University of Surrey

TECHNOLOGIES IN INTERPRETING PRACTICE AND INTERPRETING EDUCATION: IMAGINING THE FUTURE

Technologies have permeated professional interpreting practice and interpreter education in a number of ways. Landmarks include the introduction of simultaneous interpreting equipment in the 1920s and the first experiments with remote interpreting 50 years later; the evolution of computer-assisted interpreter training, virtual classes by video link, and the use of 3D virtual worlds to simulate interpreting practice for the purposes of education.

A wide array of technologies is available to facilitate the delivery of interpreting services and extend their geographical reach, to enhance an interpreter’s preparation and performance, and to support individual and collaborative learning of future interpreters. In addition, technologies for automating interpreting are gaining momentum. Arguably, however, we are at a point where the application and integration of technologies in professional interpreting practice and interpreter education needs to be reconsidered and renegotiated to ensure the continued relevance of educational efforts, the employability of interpreting graduates, and the sustainability of the interpreter profession.

Technological innovation has created a wealth of opportunities, but it has also brought challenges. Market pressures have led interpreters to accept working with technologies while training programmes have not fully caught up, and appropriate minimum standards have yet to be agreed in many areas. A generation of digitally capable millennials has raised hopes that the ‘tech-savvy’ interpreter of the future will need little training in the use of technologies, but to what degree this expectation covers the specific aspects of using technologies in professional interpreting contexts is a little explored question.

Research has begun to show that technology-mediated interpreting entails difficulties for interpreters including increased stress and fatigue, sometimes a decline in interpreting quality and clearly a change in working conditions. Reliable knowledge about the means of mitigating these difficulties and long-term adaptation is not yet available. This leaves interpreters in a vulnerable position and raises the question of how the insights from research can be ‘translated’ into politically and educationally relevant messages and activities for key stakeholders and students respectively.  

In addition, recent advances in ‘smart’ technologies have re-ignited the debate on whether machines will replace human interpreters.
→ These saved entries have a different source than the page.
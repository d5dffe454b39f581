//! # Backoffice
//!
//! Admin back-office client: signs administrators in against the admin
//! API, guards protected pages on the stored session, and renders the
//! dashboard counters.
//!
//! ## Modules
//!
//! - [`session`]: Session storage port and its memory/file stores
//! - [`client`]: Admin API port and its reqwest client
//! - [`ui`]: Presentation and navigation ports
//! - [`flows`]: Session guard, login and dashboard flows
//! - [`config`]: TOML configuration with environment overrides
//!
//! ## Quick Start
//!
//! ```rust,no_run
//! use backoffice::client::{AdminClient, AdminClientConfig};
//! use backoffice::flows::{
//!     ensure_authenticated, DashboardFlow, GuardOutcome, LoadingPolicy, LoginFlow,
//!     LoginSettings, Ports,
//! };
//! use backoffice::session::MemoryStore;
//! use backoffice::ui::TerminalView;
//!
//! #[tokio::main]
//! async fn main() -> Result<(), Box<dyn std::error::Error>> {
//!     let client = AdminClient::new(AdminClientConfig::default())?;
//!     let store = MemoryStore::new();
//!     let view = TerminalView::new();
//!     let ports = Ports::new(&client, &store, &view, &view);
//!
//!     // Log in; admins only
//!     LoginFlow::new(
//!         ports,
//!         LoginSettings::new("http://localhost:8080"),
//!         LoadingPolicy::default(),
//!     )
//!     .submit("0123456789", "secret")
//!     .await?;
//!
//!     // Protected page
//!     if ensure_authenticated(&store, &view)? == GuardOutcome::Authenticated {
//!         DashboardFlow::new(ports, "http://localhost:8080", LoadingPolicy::default())
//!             .load()
//!             .await?;
//!     }
//!
//!     Ok(())
//! }
//! ```

pub mod client;
pub mod config;
pub mod flows;
pub mod session;
pub mod ui;

// Re-export top-level types for convenience
pub use client::{AdminApi, AdminClient, ApiError, DashboardStats};
pub use config::Config;
pub use flows::{DashboardFlow, DashboardState, GuardOutcome, LoginError, LoginFlow, Ports};
pub use session::{FileStore, MemoryStore, SessionCredential, SessionStore};
pub use ui::{Counter, Field, Navigator, Page, Presenter};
While the current state of machine interpreting seems to confirm, rather than challenge, the need for human interpreters, a question to consider is how ‘smart’ technologies can be exploited for the benefit of interpreting in different ways. Candidates are the improvement of interpreter education and the design of solutions for machine-assisted interpreting, for example to reduce the interpreter’s cognitive load.
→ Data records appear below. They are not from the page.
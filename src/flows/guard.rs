//! Session guard, login-page redirect and logout

use crate::session::{stored_token, SessionResult, SessionStore};
use crate::ui::{Navigator, Page};

/// Result of guarding a protected page
#[derive(Debug, Clone, Copy, PartialEq, Eq)]
pub enum GuardOutcome {
    /// A token is stored; the page may render
    Authenticated,
    /// No token; the view was sent to the login page and the caller must stop
    Redirected,
}

/// Result of opening the login page
#[derive(Debug, Clone, Copy, PartialEq, Eq)]
pub enum LoginPage {
    /// No session yet; show the form
    ShowForm,
    /// Already signed in; the view was sent to the dashboard
    AlreadyAuthenticated,
}

/// Send the view to the login page unless a token is stored.
///
/// Only the presence of the token is checked. An expired token is caught
/// by the next authenticated request instead.
pub fn ensure_authenticated(
    store: &dyn SessionStore,
    navigator: &dyn Navigator,
) -> SessionResult<GuardOutcome> {
    if stored_token(store)?.is_some() {
        return Ok(GuardOutcome::Authenticated);
    }

    tracing::debug!("No session token, redirecting to login");
    navigator.navigate(Page::Login);
    Ok(GuardOutcome::Redirected)
}

/// Skip the login form when a session already exists
pub fn redirect_if_authenticated(
    store: &dyn SessionStore,
    navigator: &dyn Navigator,
) -> SessionResult<LoginPage> {
    if stored_token(store)?.is_none() {
        return Ok(LoginPage::ShowForm);
    }

    tracing::debug!("Session token present, redirecting to dashboard");
    navigator.navigate(Page::Dashboard);
    Ok(LoginPage::AlreadyAuthenticated)
}

/// Drop the whole session and return to the login page
pub fn logout(store: &dyn SessionStore, navigator: &dyn Navigator) -> SessionResult<()> {
    store.clear()?;
    tracing::info!("Logged out");
    navigator.navigate(Page::Login);
    Ok(())
}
This presentation will begin by charting the evolution of technologies in interpreting practice and interpreter education. This will be followed by a discussion of the challenges, questions and opportunities outlined above, drawing on the author’s research on technology-mediated interpreting (e.g. in legal settings) and the use of interactive communication technologies (e.g. videoconferencing platforms and 3D virtual worlds) in interpreter education. The discussion will highlight some of the key questions that a reflection on technologies in interpreting practice and interpreter education must seek to address, especially what motivates their use and what we can realistically expect from their application.